We lay in the darkness watching the light from Graves' living room form a  square against our wall, occasionally interrupted by the shadow of the  old man passing through. Frogs croaked in the pond in a vast hoarse  chorus. Crickets advertised their presence with high-pitched ascending  scales.

The square of light flicked off, and in the blackness I began to process  the day of silence. Why hunt? Why on our first day? What was the old  man's relationship to my Grandfather? Why had Grandfather kept every  curtain closed that evening except the one facing Graves' trailer? Was  that deliberate?

I heard a click on the hardwood floor where I sat with my back against  the door. I opened my eyes. Glasses. Broken. I'd been holding them since  Marzoli left, but they'd slipped out of my hands as sat there. I picked  them up again, staring closely at the cracks in the lenses as my brain  waffled between the past and present.

Like an apparition, Graves' gaunt face appeared through the glass. Its  sudden appearance was so startling my body went rigid and my blood  froze. I felt my fingers tingle like tacks were being shot through the  veins to their tips. From his shadowed sockets, his blue eyes pierced  the hazy dark on the other side of the window, strafing our bed like two  searchlights.

Paul and I were exposed: our shins, our thighs, our underwear, our  abdomens, our chests. Our white teenage skin reflected what little light  crept through the window and slipped onto our mattress.

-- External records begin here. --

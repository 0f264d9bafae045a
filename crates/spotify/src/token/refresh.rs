// SPDX-License-Identifier: BUSL-1.1
// Copyright (c) 2026 Alfred Jean LLC

//! Refresh-token exchange against the OAuth token endpoint.

use std::time::Duration;

use base64::Engine;
use reqwest::header::AUTHORIZATION;
use serde::{Deserialize, Serialize};

use crate::credential::Credentials;
use crate::error::RefreshError;

/// Lifetime assumed when the token endpoint omits `expires_in` or sends a non-positive value.
pub const DEFAULT_TOKEN_LIFETIME: Duration = Duration::from_secs(3600);

/// OAuth2 token endpoint response.
#[derive(Debug, Clone, Default, Serialize, Deserialize)]
pub struct TokenResponse {
    #[serde(default)]
    pub access_token: String,
    #[serde(default, skip_serializing_if = "Option::is_none")]
    pub expires_in: Option<i64>,
    #[serde(default, skip_serializing_if = "Option::is_none")]
    pub token_type: Option<String>,
}

impl TokenResponse {
    pub fn lifetime(&self) -> Duration {
        match self.expires_in {
            Some(secs) if secs > 0 => Duration::from_secs(secs.unsigned_abs()),
            _ => DEFAULT_TOKEN_LIFETIME,
        }
    }
}

/// A freshly issued access token and how long it stays valid.
#[derive(Clone, PartialEq, Eq)]
pub struct TokenGrant {
    pub access_token: String,
    pub lifetime: Duration,
}

impl std::fmt::Debug for TokenGrant {
    fn fmt(&self, f: &mut std::fmt::Formatter<'_>) -> std::fmt::Result {
        f.debug_struct("TokenGrant")
            .field("access_token", &"<redacted>")
            .field("lifetime", &self.lifetime)
            .finish()
    }
}

impl TryFrom<TokenResponse> for TokenGrant {
    type Error = RefreshError;

    fn try_from(resp: TokenResponse) -> Result<Self, Self::Error> {
        if resp.access_token.is_empty() {
            return Err(RefreshError::MissingAccessToken);
        }
        let lifetime = resp.lifetime();
        Ok(Self { access_token: resp.access_token, lifetime })
    }
}

/// Exchanges the stored refresh token for new access tokens.
pub struct TokenRefresher {
    http: reqwest::Client,
    token_url: String,
    credentials: Credentials,
}

impl TokenRefresher {
    pub fn new(http: reqwest::Client, token_url: impl Into<String>, credentials: Credentials) -> Self {
        Self { http, token_url: token_url.into(), credentials }
    }

    /// `Authorization` header value: `Basic base64(client_id:client_secret)`.
    pub fn basic_auth(&self) -> String {
        let raw = format!("{}:{}", self.credentials.client_id(), self.credentials.client_secret());
        format!("Basic {}", base64::engine::general_purpose::STANDARD.encode(raw))
    }

    /// Perform one refresh-token exchange. Never retries.
    pub async fn exchange(&self) -> Result<TokenGrant, RefreshError> {
        let resp = self
            .http
            .post(&self.token_url)
            .header(AUTHORIZATION, self.basic_auth())
            .form(&[
                ("grant_type", "refresh_token"),
                ("refresh_token", self.credentials.refresh_token()),
            ])
            .send()
            .await
            .map_err(RefreshError::Transport)?;

        let status = resp.status();
        let body = resp.bytes().await.map_err(RefreshError::Transport)?;
        if status.as_u16() >= 400 {
            return Err(RefreshError::Rejected {
                status: status.as_u16(),
                body: String::from_utf8_lossy(&body).trim().to_owned(),
            });
        }

        let parsed: TokenResponse = serde_json::from_slice(&body).map_err(RefreshError::Malformed)?;
        TokenGrant::try_from(parsed)
    }
}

After a minute of breathless stillness, I redirected my eyes to Graves. He was staring right back at me.

Jesus!

I braced myself on the mattress with my hands but ended up gripping  Paul's elbow. Paul stirred and rolled over, his firm bottom exposed to  the night air, clad only in the loose, stretched white underwear he'd  had for years.

Graves squinted, bringing several new wrinkles to the ridges of his  sockets. He swiftly moved to the left and disappeared. I felt queasy.

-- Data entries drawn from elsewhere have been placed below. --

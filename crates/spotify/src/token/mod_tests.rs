// SPDX-License-Identifier: BUSL-1.1
// Copyright (c) 2026 Alfred Jean LLC

use std::time::{Duration, Instant};

use base64::Engine;

use super::*;
use crate::test_support::{
    serve, test_config, test_credentials, token_body, token_endpoint, Recorder,
};

async fn cache_for(responses: Vec<(u16, String)>) -> anyhow::Result<(TokenCache, Recorder)> {
    let (app, recorder) = token_endpoint(responses);
    let addr = serve(app).await?;
    let config = test_config(addr);
    let http = crate::upstream::http_client(config.timeout())?;
    let refresher = TokenRefresher::new(http, config.token_url, test_credentials()?);
    Ok((TokenCache::new(refresher), recorder))
}

#[yare::parameterized(
    well_before_skew = { 3600, true },
    one_past_skew    = { 31, true },
    exactly_skew     = { 30, false },
    inside_skew      = { 29, false },
    at_expiry        = { 0, false },
)]
fn fresh_only_before_expiry_minus_skew(secs_until_expiry: u64, fresh: bool) {
    let now = Instant::now();
    let state = TokenState {
        access_token: "tok".to_owned(),
        expires_at: Some(now + Duration::from_secs(secs_until_expiry)),
    };
    assert_eq!(state.is_fresh_at(now), fresh);
}

#[test]
fn never_fetched_is_not_fresh() {
    let now = Instant::now();
    assert!(!TokenState::default().is_fresh_at(now));

    let blank = TokenState {
        access_token: String::new(),
        expires_at: Some(now + Duration::from_secs(3600)),
    };
    assert!(!blank.is_fresh_at(now));
}

#[yare::parameterized(
    omitted  = { None, 3600 },
    zero     = { Some(0), 3600 },
    negative = { Some(-10), 3600 },
    declared = { Some(120), 120 },
)]
fn lifetime_defaults_when_not_positive(expires_in: Option<i64>, expected_secs: u64) {
    let resp = TokenResponse { access_token: "tok".to_owned(), expires_in, token_type: None };
    assert_eq!(resp.lifetime(), Duration::from_secs(expected_secs));
}

#[tokio::test]
async fn refresh_sends_basic_auth_and_form() -> anyhow::Result<()> {
    let (cache, recorder) = cache_for(vec![(200, token_body("tok-1", Some(3600)))]).await?;

    assert_eq!(cache.valid_token().await?, "tok-1");
    assert_eq!(recorder.calls(), 1);

    let seen = recorder.last().ok_or_else(|| anyhow::anyhow!("no request captured"))?;
    let expected = format!(
        "Basic {}",
        base64::engine::general_purpose::STANDARD.encode("test-client:test-secret")
    );
    assert_eq!(seen.authorization.as_deref(), Some(expected.as_str()));
    assert_eq!(seen.content_type.as_deref(), Some("application/x-www-form-urlencoded"));
    assert!(seen.body.contains("grant_type=refresh_token"), "body: {}", seen.body);
    assert!(seen.body.contains("refresh_token=test-refresh"), "body: {}", seen.body);
    Ok(())
}

#[tokio::test]
async fn fresh_token_is_reused_without_network() -> anyhow::Result<()> {
    let (cache, recorder) = cache_for(vec![(200, token_body("unexpected", Some(3600)))]).await?;

    // Issued ten minutes ago with a one hour lifetime.
    cache.seed("cached-token", Instant::now() + Duration::from_secs(50 * 60));

    let first = cache.valid_token().await?;
    let second = cache.valid_token().await?;
    assert_eq!(first, "cached-token");
    assert_eq!(first, second);
    assert_eq!(recorder.calls(), 0);
    assert_eq!(cache.refresh_count(), 0);
    Ok(())
}

#[tokio::test]
async fn refreshed_token_is_reused_until_near_expiry() -> anyhow::Result<()> {
    let (cache, recorder) = cache_for(vec![(200, token_body("tok-1", Some(3600)))]).await?;

    assert_eq!(cache.valid_token().await?, "tok-1");
    assert_eq!(cache.valid_token().await?, "tok-1");
    assert_eq!(recorder.calls(), 1);
    assert_eq!(cache.refresh_count(), 1);
    Ok(())
}

#[tokio::test]
async fn token_inside_skew_window_is_refreshed() -> anyhow::Result<()> {
    let (cache, recorder) = cache_for(vec![(200, token_body("tok-new", Some(3600)))]).await?;

    cache.seed("tok-old", Instant::now() + Duration::from_secs(20));
    assert_eq!(cache.valid_token().await?, "tok-new");
    assert_eq!(recorder.calls(), 1);
    assert_eq!(cache.snapshot().access_token, "tok-new");
    Ok(())
}

#[tokio::test]
async fn omitted_expires_in_yields_one_hour() -> anyhow::Result<()> {
    let (cache, _recorder) = cache_for(vec![(200, token_body("tok-1", None))]).await?;

    let before = Instant::now();
    cache.refresh().await?;
    let after = Instant::now();

    let expires_at =
        cache.snapshot().expires_at.ok_or_else(|| anyhow::anyhow!("expiry not recorded"))?;
    assert!(expires_at >= before + DEFAULT_TOKEN_LIFETIME);
    assert!(expires_at <= after + DEFAULT_TOKEN_LIFETIME);
    Ok(())
}

#[tokio::test]
async fn rejected_refresh_leaves_state_untouched() -> anyhow::Result<()> {
    let (cache, recorder) =
        cache_for(vec![(400, r#"{"error":"invalid_grant"}"#.to_owned())]).await?;

    let stale_at = Instant::now();
    cache.seed("old-token", stale_at);
    let before = cache.snapshot();

    let err = cache.valid_token().await.err();
    match err {
        Some(RefreshError::Rejected { status, ref body }) => {
            assert_eq!(status, 400);
            assert_eq!(body, r#"{"error":"invalid_grant"}"#);
        }
        other => anyhow::bail!("expected Rejected, got {other:?}"),
    }
    assert_eq!(recorder.calls(), 1);
    assert_eq!(cache.snapshot(), before);
    assert_eq!(cache.refresh_count(), 0);
    Ok(())
}

#[tokio::test]
async fn missing_access_token_is_an_error() -> anyhow::Result<()> {
    let (cache, _recorder) = cache_for(vec![(200, r#"{"expires_in":3600}"#.to_owned())]).await?;

    assert!(matches!(cache.refresh().await, Err(RefreshError::MissingAccessToken)));
    assert!(cache.snapshot().access_token.is_empty());
    Ok(())
}

#[tokio::test]
async fn unparseable_body_is_malformed() -> anyhow::Result<()> {
    let (cache, _recorder) = cache_for(vec![(200, "<html>oops</html>".to_owned())]).await?;

    assert!(matches!(cache.refresh().await, Err(RefreshError::Malformed(_))));
    Ok(())
}

#[tokio::test]
async fn unreachable_endpoint_is_transport_error() -> anyhow::Result<()> {
    let addr = {
        let listener = std::net::TcpListener::bind("127.0.0.1:0")?;
        listener.local_addr()?
    };
    let config = test_config(addr);
    let http = crate::upstream::http_client(config.timeout())?;
    let cache = TokenCache::new(TokenRefresher::new(http, config.token_url, test_credentials()?));

    crate::assert_err_contains!(cache.valid_token().await, "refresh request failed");
    Ok(())
}
// SPDX-License-Identifier: BUSL-1.1
// Copyright (c) 2026 Alfred Jean LLC

//! Shared test infrastructure: mock upstream servers and assertion helpers.

use std::net::SocketAddr;
use std::sync::atomic::{AtomicU32, Ordering};
use std::sync::Arc;

use axum::http::{HeaderMap, StatusCode};
use axum::routing::post;
use axum::Router;
use parking_lot::Mutex;
use tokio::net::TcpListener;

use crate::config::GatewayConfig;
use crate::credential::Credentials;

pub const TEST_CLIENT_ID: &str = "test-client";
pub const TEST_CLIENT_SECRET: &str = "test-secret";
pub const TEST_REFRESH_TOKEN: &str = "test-refresh";

/// A request observed by a mock endpoint.
#[derive(Debug, Clone, Default)]
pub struct Captured {
    pub authorization: Option<String>,
    pub content_type: Option<String>,
    pub query: Option<String>,
    pub body: String,
}

impl Captured {
    pub fn from_parts(headers: &HeaderMap, query: Option<String>, body: String) -> Self {
        let header = |name: &str| headers.get(name).and_then(|v| v.to_str().ok()).map(str::to_owned);
        Self {
            authorization: header("authorization"),
            content_type: header("content-type"),
            query,
            body,
        }
    }
}

/// Call counter plus the requests seen by a mock endpoint.
#[derive(Clone, Default)]
pub struct Recorder {
    calls: Arc<AtomicU32>,
    seen: Arc<Mutex<Vec<Captured>>>,
}

impl Recorder {
    /// Record one request and return its zero-based index.
    pub fn record(&self, captured: Captured) -> usize {
        self.seen.lock().push(captured);
        self.calls.fetch_add(1, Ordering::SeqCst) as usize
    }

    pub fn calls(&self) -> u32 {
        self.calls.load(Ordering::SeqCst)
    }

    pub fn last(&self) -> Option<Captured> {
        self.seen.lock().last().cloned()
    }
}

/// `POST /api/token` answering with scripted `(status, body)` pairs; the last one repeats.
pub fn token_endpoint(responses: Vec<(u16, String)>) -> (Router, Recorder) {
    let recorder = Recorder::default();
    let responses = Arc::new(responses);
    let rec = recorder.clone();

    let app = Router::new().route(
        "/api/token",
        post(move |headers: HeaderMap, body: String| {
            let rec = rec.clone();
            let resps = Arc::clone(&responses);
            async move {
                let idx = rec.record(Captured::from_parts(&headers, None, body));
                let (status, body) = resps
                    .get(idx)
                    .or_else(|| resps.last())
                    .cloned()
                    .unwrap_or((500, "{}".to_owned()));
                (StatusCode::from_u16(status).unwrap_or(StatusCode::INTERNAL_SERVER_ERROR), body)
            }
        }),
    );
    (app, recorder)
}

/// A successful token response body.
pub fn token_body(access_token: &str, expires_in: Option<i64>) -> String {
    let mut body = serde_json::json!({ "access_token": access_token, "token_type": "Bearer" });
    if let Some(secs) = expires_in {
        body["expires_in"] = serde_json::json!(secs);
    }
    body.to_string()
}

/// Serve `app` on an ephemeral localhost port.
pub async fn serve(app: Router) -> anyhow::Result<SocketAddr> {
    let listener = TcpListener::bind("127.0.0.1:0").await?;
    let addr = listener.local_addr()?;
    tokio::spawn(async move {
        axum::serve(listener, app).await.ok();
    });
    Ok(addr)
}

/// Config pointing both the token endpoint and the API base at `addr`.
pub fn test_config(addr: SocketAddr) -> GatewayConfig {
    GatewayConfig {
        api_base: format!("http://{addr}/v1"),
        token_url: format!("http://{addr}/api/token"),
        timeout_ms: 2000,
        integration_id: "spotify".to_owned(),
        secrets_path: None,
        log_format: "text".to_owned(),
        log_level: "debug".to_owned(),
    }
}

pub fn test_credentials() -> anyhow::Result<Credentials> {
    Ok(Credentials::new(TEST_CLIENT_ID, TEST_CLIENT_SECRET, TEST_REFRESH_TOKEN)?)
}

/// Assert that an expression evaluates to `Err` whose Display output
/// contains the given substring.
#[macro_export]
macro_rules! assert_err_contains {
    ($expr:expr, $substr:expr) => {{
        let result = $expr;
        let err = result.expect_err(concat!("expected Err for: ", stringify!($expr)));
        let msg = err.to_string();
        assert!(msg.contains($substr), "expected error containing {:?}, got: {msg:?}", $substr);
    }};
}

I squeezed Paul's elbow more tightly than I'd intended. I felt wetness. I  lifted my hand to my eyes. I'd crushed the lenses of the glasses with  my fingers. Shards were sticking out from my palm. Blood was running  down my wrist …

Suddenly I realized something that vice-gripped my heart and wacked me  back to the hardwood floor of the present like Mohammed Ali's last blow  at his first World Heavyweight fight.

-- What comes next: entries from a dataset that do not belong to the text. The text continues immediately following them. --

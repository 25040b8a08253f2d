//! Storage client for the `User` record.
//!
//! Handlers only ever see `Arc<dyn UserStore>`; the backend is picked once at
//! startup from `DB_DIALECT`.

pub mod memory;
pub mod postgres;

use std::sync::Arc;

use async_trait::async_trait;
use thiserror::Error;
use tracing::info;

use crate::config::{ConfigError, DatabaseConfig, Dialect};
use crate::database;
use crate::models::user::{NewUser, User, UserChanges};

pub use memory::MemoryUserStore;
pub use postgres::PgUserStore;

#[derive(Debug, Error)]
pub enum StoreError {
    #[error("{}", database_message(.0))]
    Database(#[from] sqlx::Error),

    #[error("{0}")]
    Constraint(String),

    #[error(transparent)]
    Config(#[from] ConfigError),
}

/// Errors raised by the database itself carry only the server's message
/// (`value too long for type character varying(255)`), not sqlx's prefix.
fn database_message(err: &sqlx::Error) -> String {
    match err {
        sqlx::Error::Database(db) => db.message().to_string(),
        other => other.to_string(),
    }
}

/// One call per request. "Matched nothing" is reported as `Ok(None)` / `Ok(false)`,
/// never as an error.
#[async_trait]
pub trait UserStore: Send + Sync {
    async fn list(&self) -> Result<Vec<User>, StoreError>;

    async fn find(&self, id: i32) -> Result<Option<User>, StoreError>;

    async fn create(&self, user: NewUser) -> Result<Option<User>, StoreError>;

    /// Returns whether a row matched `id`.
    async fn update(&self, id: i32, changes: UserChanges) -> Result<bool, StoreError>;

    /// Returns whether a row was removed.
    async fn delete(&self, id: i32) -> Result<bool, StoreError>;
}

/// Builds the configured backend. For Postgres this connects the pool and
/// declares the table.
pub async fn open(config: &DatabaseConfig) -> Result<Arc<dyn UserStore>, StoreError> {
    match config.dialect {
        Dialect::Memory => {
            info!("Using in-memory user store");
            Ok(Arc::new(MemoryUserStore::new()))
        }
        Dialect::Postgres => {
            let options = config.connect_options()?;
            let pool = database::create_pool(options, config.max_connections).await?;
            database::sync_schema(&pool).await?;
            info!("Connected to PostgreSQL user store");
            Ok(Arc::new(PgUserStore::new(pool)))
        }
    }
}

The cracked designer glasses impaling my hand were Ruben's!





Chapter Sixteen

Marzoli would not return my phone call even after I'd rung him three times.

He must be pissed at me. But why? I needed to know why Marzoli needed to  be in my apartment? What did he need from me in particular that I  hadn't already revealed to him? Why did he need to be covert about  asking me? Did I really present myself as some temperamental  son-of-a-bitch he had to seduce into revealing whatever the hell he  needed to know?

Errr … yes.

The bear trap gouged its rusty teeth into my gut even deeper.

The sun had set, and the courtyard was hushed with the Sunday evening  activities serene people of the earth do: Downton Abbey, steaming tea  kettles, foaming candle-lit baths, Eat Fifty Shades of the Bridges of  Madison Pray Love.

The Broadway Dancer stood in front of a mirror, plucking his eyebrows.  He turned to the side and observed the ever-so-undetectable bulge of his  belly. He sucked in his stomach and held the pose for a few seconds  before releasing it. He must have an audition in the morning. Dancers  are more prone to harsh self-critiquing before auditions than before  curtain calls. The dancer threw the tweezers onto the coffee table and  shoved the coffee table out of view. He propped himself on his elbows  and toes and suspended his body in plank position, maintaining the pose  for two minutes as he breathed steadily in and out. Beads of sweat  formed on his forehead.